Between 1983 and 2009, the Liberation Tigers of Tamil Eelam (LTTE) fought against the Sri Lankan government  to create an independent state in the north and east of Sri Lanka called Tamil Eelam. By 2007 the civil war had cost an estimated 70,000 lives. The final months of the civil war in late 2008/early 2009 witnessed particularly brutal fighting between the Sri Lankan military and the LTTE. Around 300,000 civilians were trapped between the two sides. There were major human rights violations on both sides.  The civil war ended on 18 May 2009 with the killing of Velupillai Prabhakaran, leader of the LTTE. A United Nations report found that as many as 40,000 civilians may have been killed in the final months of the civil war, mostly as a result of indiscriminate shelling by the Sri Lankan military. There are widespread allegations that both sides committed atrocities and human rights violations including war crimes. The Office of the United Nations High Commissioner for Human Rights is currently investigating the alleged war crimes.

Commemoration banned
The Sri Lankan government, which has declared 18 May as Victory Day, celebrates the day with military parades. The day is also a commemoration for dead military personnel who are treated as "war heroes". However, there is no official commemoration for the thousands of Tamil civilians killed in the civil war despite the government's own Lessons Learnt and Reconciliation Commission recommending that all the war's dead be commemorated on National Day (4 February). Instead, the government has virtually banned Tamils from commemorating their war dead. In the run up to 18 May security is tightened in the Tamil dominated Northern and Eastern provinces and schools and universities are closed to prevent any public commemoration.
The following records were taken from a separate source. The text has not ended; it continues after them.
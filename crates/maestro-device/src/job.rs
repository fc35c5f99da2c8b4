//! Job records, handles, and parameters.

use std::fmt;

use serde::Serialize;

use crate::error::{DeviceError, DeviceResult};
use crate::histogram::Histogram;
use crate::session::SessionDefaults;
use crate::status::JobStatus;

/// Opaque handle addressing a job in the scheduler's arena.
///
/// Handles are monotonically increasing and unique for the scheduler's
/// lifetime; queue order by ascending handle is submission order. A handle
/// stays valid until the job is freed, after which every operation on it
/// reports [`DeviceError::JobNotFound`].
#[derive(Debug, Clone, Copy, PartialEq, Eq, PartialOrd, Ord, Hash)]
pub struct JobHandle(pub(crate) u64);

impl fmt::Display for JobHandle {
    fn fmt(&self, f: &mut fmt::Formatter<'_>) -> fmt::Result {
        write!(f, "job-{}", self.0)
    }
}

/// Circuit program encodings a job may declare.
///
/// Only OpenQASM 2 executes; the others are recognized but rejected as
/// unsupported when set.
#[derive(Debug, Clone, Copy, PartialEq, Eq)]
pub enum ProgramFormat {
    OpenQasm2,
    OpenQasm3,
    Qir,
}

/// Parameters settable on a job while it is still `Created`.
#[derive(Debug, Clone)]
pub enum JobParam {
    Program(String),
    Format(ProgramFormat),
    Shots(u64),
    QubitCount(usize),
    SimType(u32),
    SimExecType(u32),
    MaxBondDim(u64),
}

/// An owned job record. Lives in the scheduler's arena; callers only ever
/// hold a [`JobHandle`].
#[derive(Debug)]
pub(crate) struct Job {
    pub(crate) status: JobStatus,
    pub(crate) program: String,
    pub(crate) format: ProgramFormat,
    pub(crate) num_shots: u64,
    pub(crate) qubit_count: usize,
    pub(crate) sim_type: u32,
    pub(crate) sim_exec_type: u32,
    pub(crate) max_bond_dim: Option<u64>,
    pub(crate) results: Histogram,
}

/// Wire shape of the config blob passed to the backend. Field order here is
/// the wire order.
#[derive(Serialize)]
struct ExecConfigBlob {
    shots: u64,
    #[serde(
        rename = "matrix_product_state_max_bond_dimension",
        skip_serializing_if = "Option::is_none"
    )]
    max_bond_dim: Option<u64>,
}

impl Job {
    pub(crate) fn new(defaults: &SessionDefaults) -> Self {
        Self {
            status: JobStatus::Created,
            program: String::new(),
            format: ProgramFormat::OpenQasm2,
            num_shots: 1,
            qubit_count: defaults.qubit_count,
            sim_type: defaults.sim_type,
            sim_exec_type: defaults.sim_exec_type,
            max_bond_dim: defaults.max_bond_dim,
            results: Histogram::default(),
        }
    }

    /// Apply a parameter. The `Created`-only guard lives in the scheduler;
    /// this only rejects unsupported values.
    pub(crate) fn apply(&mut self, param: JobParam) -> DeviceResult<()> {
        match param {
            JobParam::Program(program) => self.program = program,
            JobParam::Format(format) => {
                if format != ProgramFormat::OpenQasm2 {
                    return Err(DeviceError::NotSupported(format!(
                        "program format {format:?}"
                    )));
                }
                self.format = format;
            }
            JobParam::Shots(shots) => {
                if shots == 0 {
                    return Err(DeviceError::InvalidArgument(
                        "shot count must be nonzero".into(),
                    ));
                }
                self.num_shots = shots;
            }
            JobParam::QubitCount(n) => {
                if n == 0 {
                    return Err(DeviceError::InvalidArgument(
                        "qubit count must be nonzero".into(),
                    ));
                }
                self.qubit_count = n;
            }
            JobParam::SimType(t) => self.sim_type = t,
            JobParam::SimExecType(t) => self.sim_exec_type = t,
            JobParam::MaxBondDim(dim) => self.max_bond_dim = Some(dim),
        }
        Ok(())
    }

    /// Config blob handed to the backend alongside the program text.
    pub(crate) fn config_json(&self) -> String {
        let blob = ExecConfigBlob {
            shots: self.num_shots,
            max_bond_dim: self.max_bond_dim,
        };
        // Two scalar fields; serialization cannot fail.
        serde_json::to_string(&blob).unwrap_or_default()
    }
}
The government and its security forces regard any commemoration by Tamils to be commemoration of the LTTE, not civilians. The security forces claim that Tamils may commemorate dead LTTE members in private but there have been reports of the military entering homes to prevent commemoration.

Under the Presidency of the Rajapaksa family, 18 May was seen as Victory day, but in 2015 when Maithripala Sirisena  took hold of power it was name to Remembrance day.

Remembrance day
Despite the security restrictions Tamils in Sri Lanka hold small events on 18 May, which they call Mullivaikkal Remembrance Day, to commemorate their dead. However, public commemorations are dealt with harshly by the Sri Lankan security forces. Tamil politicians have been arrested for commemorating Mullivaikkal Remembrance Day.

In the Indian state of Tamil Nadu, a number of political parties, youth organizations, social movement groups etc. organize a number of remembrance events across the state.

Amongst the Sri Lankan Tamil diaspora, where there are no restrictions on commemorating Mullivaikkal Remembrance Day, large public gatherings are held.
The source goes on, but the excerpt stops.